START MATERIAL FOR THIS TASK
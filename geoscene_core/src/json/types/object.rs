//! JSON object type with typed accessors.
use super::JsonValue;
use crate::json::{escape_json_string, stringify};
use anyhow::Result;
use std::{
	collections::{BTreeMap, btree_map},
	fmt::{Debug, Display},
};

/// A JSON object backed by a `BTreeMap<String, JsonValue>`.
#[derive(Clone, Default, PartialEq)]
pub struct JsonObject(pub BTreeMap<String, JsonValue>);

impl JsonObject {
	/// An empty object.
	#[must_use]
	pub fn new() -> Self {
		Self(BTreeMap::new())
	}

	/// Shallow merge: keys of `object` replace existing ones.
	pub fn assign(&mut self, object: JsonObject) {
		for (key, value) in object.0 {
			self.0.insert(key, value);
		}
	}

	/// The raw value stored under `key`.
	#[must_use]
	pub fn get(&self, key: &str) -> Option<&JsonValue> {
		self.0.get(key)
	}

	/// `Ok(None)` when `key` is absent, an error when it holds something other than a string.
	pub fn get_str(&self, key: &str) -> Result<Option<&str>> {
		self.get(key).map(JsonValue::as_str).transpose()
	}

	/// Like [`JsonObject::get_str`] for nested objects.
	pub fn get_object(&self, key: &str) -> Result<Option<&JsonObject>> {
		self.get(key).map(JsonValue::as_object).transpose()
	}

	pub fn get_number(&self, key: &str) -> Result<Option<f64>> {
		self.get(key).map(JsonValue::as_number).transpose()
	}

	/// Inserts `value` under `key`, replacing any previous entry.
	pub fn set<T>(&mut self, key: &str, value: T)
	where
		JsonValue: From<T>,
	{
		self.0.insert(key.to_owned(), JsonValue::from(value));
	}

	pub fn remove(&mut self, key: &str) -> Option<JsonValue> {
		self.0.remove(key)
	}

	/// Serialize this `JsonObject` into a compact JSON string without extra whitespace.
	#[must_use]
	pub fn stringify(&self) -> String {
		let items = self
			.0
			.iter()
			.map(|(key, value)| format!("\"{}\":{}", escape_json_string(key), stringify(value)))
			.collect::<Vec<_>>();
		format!("{{{}}}", items.join(","))
	}

	/// Return an iterator over key-value pairs in key order.
	pub fn iter(&self) -> btree_map::Iter<'_, String, JsonValue> {
		self.0.iter()
	}

	#[must_use]
	pub fn len(&self) -> usize {
		self.0.len()
	}

	#[must_use]
	pub fn is_empty(&self) -> bool {
		self.0.is_empty()
	}
}

impl Debug for JsonObject {
	fn fmt(&self, f: &mut std::fmt::Formatter<'_>) -> std::fmt::Result {
		write!(f, "{:?}", self.0)
	}
}

impl Display for JsonObject {
	fn fmt(&self, f: &mut std::fmt::Formatter<'_>) -> std::fmt::Result {
		write!(f, "{}", self.stringify())
	}
}

impl FromIterator<(String, JsonValue)> for JsonObject {
	fn from_iter<I: IntoIterator<Item = (String, JsonValue)>>(iter: I) -> Self {
		JsonObject(BTreeMap::from_iter(iter))
	}
}

/// Convert a `Vec<(&str, T)>` into a `JsonValue::Object` by converting into a `JsonObject`.
impl<T> From<Vec<(&str, T)>> for JsonValue
where
	JsonValue: From<T>,
{
	fn from(input: Vec<(&str, T)>) -> Self {
		JsonValue::Object(JsonObject::from(input))
	}
}

/// Convert a `Vec<(&str, T)>` into a `JsonObject`, consuming the vector of key-value pairs.
impl<T> From<Vec<(&str, T)>> for JsonObject
where
	JsonValue: From<T>,
{
	fn from(input: Vec<(&str, T)>) -> Self {
		JsonObject(
			input
				.into_iter()
				.map(|(key, value)| (key.to_string(), JsonValue::from(value)))
				.collect(),
		)
	}
}
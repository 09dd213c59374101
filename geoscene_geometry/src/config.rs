/// How hole rings of a polygon are oriented relative to its outer ring.
#[derive(Clone, Copy, Debug, Default, PartialEq, Eq)]
pub enum HoleWinding {
	/// Every hole is measured on its own and reversed if it winds like the outer ring.
	#[default]
	PerRing,
	/// The direction measured on the first hole decides for all holes.
	FirstHole,
	/// Rings are passed through unchanged.
	Preserve,
}

/// How a document's own `properties` combine with the ones inherited from its container.
#[derive(Clone, Copy, Debug, Default, PartialEq, Eq)]
pub enum PropertyInheritance {
	/// Own properties replace the inherited bag entirely.
	#[default]
	Replace,
	/// Own properties are laid over the inherited bag.
	Merge,
}

#[derive(Clone, Debug, Default, PartialEq, Eq)]
pub struct Config {
	pub hole_winding: HoleWinding,
	pub inheritance: PropertyInheritance,
	/// Abort the whole conversion when a collection member fails to build,
	/// instead of skipping it with a warning.
	pub strict: bool,
}

impl Config {
	pub fn with_hole_winding(mut self, hole_winding: HoleWinding) -> Self {
		self.hole_winding = hole_winding;
		self
	}

	pub fn with_inheritance(mut self, inheritance: PropertyInheritance) -> Self {
		self.inheritance = inheritance;
		self
	}

	pub fn with_strict(mut self, strict: bool) -> Self {
		self.strict = strict;
		self
	}
}
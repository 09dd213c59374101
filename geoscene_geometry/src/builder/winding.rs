//! Ring orientation via the shoelace formula.

use crate::{HoleWinding, LatLng};
use itertools::Itertools;

/// Half the shoelace sum `Σ (lat_i · lng_{i+1} − lat_{i+1} · lng_i)` over the ring, treated as closed.
///
/// Positive for rings running clockwise on a map (x = longitude, y = latitude).
pub fn signed_area(ring: &[LatLng]) -> f64 {
	ring
		.iter()
		.circular_tuple_windows::<(_, _)>()
		.map(|(a, b)| a.lat * b.lng - b.lat * a.lng)
		.sum::<f64>()
		/ 2.0
}

pub fn is_clockwise(ring: &[LatLng]) -> bool {
	signed_area(ring) > 0.0
}

/// Reverses hole rings (index 1 and later) that wind in the same direction as the outer ring.
/// The outer ring is never modified.
pub fn orient_holes(rings: &mut [Vec<LatLng>], mode: HoleWinding) {
	if mode == HoleWinding::Preserve {
		return;
	}
	let Some((outer, holes)) = rings.split_first_mut() else {
		return;
	};
	let Some(first_hole) = holes.first() else {
		return;
	};

	let outside = is_clockwise(outer);
	let first_inside = is_clockwise(first_hole);

	for (index, hole) in holes.iter_mut().enumerate() {
		let inside = match mode {
			HoleWinding::FirstHole => first_inside,
			_ => is_clockwise(hole),
		};
		if inside == outside {
			log::trace!("reversing hole ring {}", index + 1);
			hole.reverse();
		}
	}
}
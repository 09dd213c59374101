//! The output data model: positions, bounding boxes, property bags, render options, shapes and scenes.

mod bounds;
mod lat_lng;
mod options;
mod properties;
mod scene;
mod shape;

pub use bounds::*;
pub use lat_lng::*;
pub use options::*;
pub use properties::*;
pub use scene::*;
pub use shape::*;
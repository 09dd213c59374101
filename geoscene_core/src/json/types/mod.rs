mod array;
mod number;
mod object;
mod value;

pub use array::JsonArray;
pub use object::JsonObject;
pub use value::JsonValue;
END MATERIAL FOR THIS TASK
> [WORK TO BE COMPLETED] Find the string "inherited" in the data. Report each line it appears in.

> [ANSWER TO THIS PROBLEM]
/// How a document's own `properties` combine with the ones inherited from its container.
	/// Own properties replace the inherited bag entirely.
	/// Own properties are laid over the inherited bag.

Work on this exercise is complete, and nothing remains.